# SOURCE MATERIAL
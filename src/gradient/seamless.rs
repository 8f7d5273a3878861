//! Seamless edge handling: making a gradient's end continue into its start.
//!
//! Two layers are applied on top of plain interpolation:
//! - **basic**: every stop at the maximum position renders with the color of
//!   the minimum-position stop (a view; storage is untouched)
//! - **progressive**: colors near either edge are additionally pulled toward
//!   the opposite edge color. The start region pulls at 30% strength.

use serde::{Deserialize, Serialize};

use super::interpolate::{EDGE_EPSILON, edge_indices};
use super::stop::{ColorStop, clamp_unit};
use crate::color::Rgb;

pub const DEFAULT_BLEND_REGION: f64 = 0.1;
pub const MAX_BLEND_REGION: f64 = 0.5;
pub const DEFAULT_INTENSITY_FALLOFF: f64 = 0.7;

/// Relative strength of the start-region pull.
const START_REGION_STRENGTH: f64 = 0.3;

/// Seamless blending settings. Setters clamp; fields are never out of range.
#[derive(Clone, Debug, PartialEq)]
pub struct SeamlessConfig {
    enabled: bool,
    progressive: bool,
    blend_region: f64,
    intensity_falloff: f64,
    preview_overlay: bool,
}

/// Overlay descriptor consumed by preview renderers.
#[derive(Clone, Copy, Debug, PartialEq, Serialize, Deserialize)]
pub struct BlendPreview {
    pub enabled: bool,
    pub progressive_enabled: bool,
    pub blend_region: f64,
    pub preview_overlay: bool,
    pub intensity_falloff: f64,
}

impl Default for SeamlessConfig {
    fn default() -> Self {
        Self {
            enabled: false,
            progressive: false,
            blend_region: DEFAULT_BLEND_REGION,
            intensity_falloff: DEFAULT_INTENSITY_FALLOFF,
            preview_overlay: true,
        }
    }
}

impl SeamlessConfig {
    pub fn reset(&mut self) {
        *self = Self::default();
    }

    #[must_use]
    pub const fn enabled(&self) -> bool {
        self.enabled
    }

    pub fn set_enabled(&mut self, enabled: bool) {
        self.enabled = enabled;
    }

    #[must_use]
    pub const fn progressive(&self) -> bool {
        self.progressive
    }

    pub fn set_progressive(&mut self, progressive: bool) {
        self.progressive = progressive;
    }

    #[must_use]
    pub const fn blend_region(&self) -> f64 {
        self.blend_region
    }

    /// Set the blend region width, clamped to `[0, 0.5]`.
    pub fn set_blend_region(&mut self, region: f64) {
        self.blend_region = clamp_unit(region).min(MAX_BLEND_REGION);
    }

    #[must_use]
    pub const fn intensity_falloff(&self) -> f64 {
        self.intensity_falloff
    }

    /// Set the falloff multiplier, clamped to `[0, 1]`.
    pub fn set_intensity_falloff(&mut self, falloff: f64) {
        self.intensity_falloff = clamp_unit(falloff);
    }

    #[must_use]
    pub const fn preview_overlay(&self) -> bool {
        self.preview_overlay
    }

    pub fn set_preview_overlay(&mut self, overlay: bool) {
        self.preview_overlay = overlay;
    }

    #[must_use]
    pub const fn blend_preview_data(&self) -> BlendPreview {
        BlendPreview {
            enabled: self.enabled,
            progressive_enabled: self.progressive,
            blend_region: self.blend_region,
            preview_overlay: self.preview_overlay,
            intensity_falloff: self.intensity_falloff,
        }
    }

    /// Raw edge intensity at `position`, before the falloff multiplier.
    ///
    /// `(p - (1 - r)) / r` inside the end region, `(r - p) / r * 0.3` inside
    /// the start region, 0 elsewhere.
    #[must_use]
    pub fn blend_intensity(&self, position: f64) -> f64 {
        let region = self.blend_region;
        if region <= 0.0 {
            return 0.0;
        }
        if position > 1.0 - region {
            (position - (1.0 - region)) / region
        } else if position < region {
            (region - position) / region * START_REGION_STRENGTH
        } else {
            0.0
        }
    }

    /// Apply seamless adjustment to an already interpolated `base` color.
    ///
    /// `stops` are the raw stops the base color came from. A position on the
    /// maximum stop returns the minimum stop's color outright; otherwise the
    /// progressive edge pull is applied when enabled.
    #[must_use]
    pub fn adjust_color(&self, position: f64, base: Rgb, stops: &[ColorStop]) -> Rgb {
        if !self.enabled || stops.len() < 2 {
            return base;
        }
        let Some((first, last)) = edge_indices(stops) else {
            return base;
        };
        let (first, last) = (stops[first], stops[last]);

        let position = clamp_unit(position);
        if (position - last.position()).abs() < EDGE_EPSILON {
            return first.color();
        }

        if self.progressive {
            let intensity = self.blend_intensity(position);
            if intensity > 0.0 {
                return self.edge_pull(position, base, first.color(), last.color(), intensity);
            }
        }

        base
    }

    fn edge_pull(&self, position: f64, base: Rgb, first: Rgb, last: Rgb, intensity: f64) -> Rgb {
        let factor = intensity * self.intensity_falloff;
        if position > 1.0 - self.blend_region {
            base.blend(&first, factor)
        } else if position < self.blend_region {
            base.blend(&last, factor * START_REGION_STRENGTH)
        } else {
            base
        }
    }
}

/// Basic seamless view of `stops`: every stop within [`EDGE_EPSILON`] of the
/// maximum position takes the minimum-position stop's color.
#[must_use]
pub fn wrap_view(stops: &[ColorStop]) -> Vec<ColorStop> {
    let Some((first, last)) = edge_indices(stops).filter(|_| stops.len() >= 2) else {
        return stops.to_vec();
    };
    let first_color = stops[first].color();
    let last_position = stops[last].position();

    stops
        .iter()
        .map(|stop| {
            if (stop.position() - last_position).abs() < EDGE_EPSILON {
                ColorStop::new(stop.position(), first_color)
            } else {
                *stop
            }
        })
        .collect()
}

#[cfg(test)]
mod tests {
    use super::*;

    fn approx(a: f64, b: f64) -> bool {
        (a - b).abs() < 1e-9
    }

    #[test]
    fn test_setters_clamp() {
        let mut config = SeamlessConfig::default();
        config.set_blend_region(0.9);
        assert!(approx(config.blend_region(), 0.5));
        config.set_blend_region(-1.0);
        assert!(approx(config.blend_region(), 0.0));
        config.set_intensity_falloff(3.0);
        assert!(approx(config.intensity_falloff(), 1.0));
    }

    #[test]
    fn test_blend_intensity_is_asymmetric() {
        let config = SeamlessConfig::default();
        assert!(approx(config.blend_intensity(0.95), 0.5));
        assert!(approx(config.blend_intensity(0.05), 0.15));
        assert!(approx(config.blend_intensity(0.5), 0.0));
    }

    #[test]
    fn test_zero_region_has_no_intensity() {
        let mut config = SeamlessConfig::default();
        config.set_blend_region(0.0);
        assert!(approx(config.blend_intensity(1.0), 0.0));
        assert!(approx(config.blend_intensity(0.0), 0.0));
    }

    #[test]
    fn test_wrap_view_uses_positions_not_indices() {
        let stops = vec![
            ColorStop::new(1.0, Rgb::new(0, 0, 255)),
            ColorStop::new(0.0, Rgb::new(255, 0, 0)),
            ColorStop::new(0.5, Rgb::new(0, 255, 0)),
        ];
        let view = wrap_view(&stops);
        assert_eq!(view[0].color(), Rgb::new(255, 0, 0));
        assert_eq!(view[1].color(), Rgb::new(255, 0, 0));
        assert_eq!(view[2].color(), Rgb::new(0, 255, 0));
    }

    #[test]
    fn test_preview_data_reflects_settings() {
        let mut config = SeamlessConfig::default();
        config.set_enabled(true);
        config.set_progressive(true);
        let data = config.blend_preview_data();
        assert!(data.enabled);
        assert!(data.progressive_enabled);
        assert!(data.preview_overlay);
        assert!(approx(data.blend_region, 0.1));
    }
}
/// Write a gradient's JSON state to `path`
pub fn save_gradient(gradient: &Gradient, path: &Path) -> Result<()> {
    let json = gradient.to_json()?;
    fs::write(path, json)
        .with_context(|| format!("Failed to write gradient file {}", path.display()))?;
    log_info!("Saved '{}' to {}", gradient.name(), path.display());
    Ok(())
}

/// Save to `output` and show the result, or print the JSON state to stdout
fn emit(gradient: &Gradient, output: Option<&Path>) -> Result<()> {
    match output {
        Some(path) => {
            save_gradient(gradient, path)?;
            ui::print_gradient(gradient, true);
            ui::print_success(&format!("Saved to {}", path.display()));
        }
        None => println!("{}", gradient.to_json()?),
    }
    Ok(())
}

/// Handle the `new` command
pub fn handle_new_command(
    config: &EngineConfig,
    preset: Option<&str>,
    stops: Option<usize>,
    name: Option<String>,
    output: Option<&Path>,
) -> Result<()> {
    let mut gradient = match stops {
        Some(count) => EngineConfig {
            default_stop_count: count,
            ..config.clone()
        }
        .new_gradient(),
        None => config.new_gradient(),
    };

    if let Some(preset) = preset {
        let library = config.preset_library()?;
        if library.try_get(preset).is_err() {
            ui::print_warning(&format!("Unknown preset '{preset}', using the default"));
        }
        gradient.apply_preset(&library, preset);
    }
    if let Some(name) = name {
        gradient.set_name(name);
    }

    emit(&gradient, output)
}

/// Handle the `show` command
pub fn handle_show_command(file: &Path, preview: bool, dominant: usize) -> Result<()> {
    let gradient = load_gradient(file)?;

    ui::print_gradient(&gradient, preview);
    if !gradient.metadata().description.is_empty() {
        ui::print_message(&gradient.metadata().description);
    }

    print_section_header("STOPS");
    ui::print_stops(&gradient);

    if let Some(stats) = gradient.color_stats() {
        let (cyan, coral, green, dim) = (rgb::HIGHLIGHT, rgb::NUMBER, rgb::SUCCESS, rgb::DIM_WHITE);
        print_section_header("STATS");
        print_config_row("Stops", &stats.stop_count.to_string(), coral, true);
        print_config_row("Unique", &stats.unique_colors.to_string(), coral, false);
        print_config_row("Red", &range(stats.red_range), cyan, false);
        print_config_row("Green", &range(stats.green_range), cyan, false);
        print_config_row("Blue", &range(stats.blue_range), cyan, false);
        print_config_row(
            "Brightness",
            &format!("{:.1}", stats.avg_brightness),
            cyan,
            false,
        );
        print_config_row(
            "Seamless",
            enabled_label(stats.seamless_enabled),
            if stats.seamless_enabled { green } else { dim },
            false,
        );
        print_config_row(
            "Progressive",
            enabled_label(stats.progressive_enabled),
            if stats.progressive_enabled { green } else { dim },
            false,
        );
    }

    if dominant > 0 && !gradient.is_empty() {
        print_section_header("DOMINANT");
        for (color, weight) in gradient.dominant_colors(dominant) {
            ui::print_message(&format!(
                "  {}  {}  {:>5.1}%",
                ui::swatch(&[color, color]),
                color.to_hex(),
                weight * 100.0
            ));
        }
    }
    Ok(())
}

/// Handle the `sample` command
pub fn handle_sample_command(file: &Path, count: usize, at: &[f64], preview: bool) -> Result<()> {
    let gradient = load_gradient(file)?;
    let sample = |position: f64| {
        if preview {
            gradient.color_at_for_preview(position)
        } else {
            gradient.color_at(position)
        }
    };

    let positions: Vec<f64> = if at.is_empty() {
        sample_positions(count.clamp(1, MAX_SAMPLE_COUNT)).collect()
    } else {
        at.to_vec()
    };

    for position in positions {
        println!("{position:.4} {}", sample(position).to_hex());
    }
    Ok(())
}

# WHAT THE TASK ASKS
Write out exactly, please, the lines beginning at the start of the material and ending with the line that holds "the color of", both included.

# SOLUTION FOR THIS EXERCISE
filename src/gradient/seamless.rs
repository 8f7d5273a3878861
//! Seamless edge handling: making a gradient's end continue into its start.
//!
//! Two layers are applied on top of plain interpolation:
//! - **basic**: every stop at the maximum position renders with the color of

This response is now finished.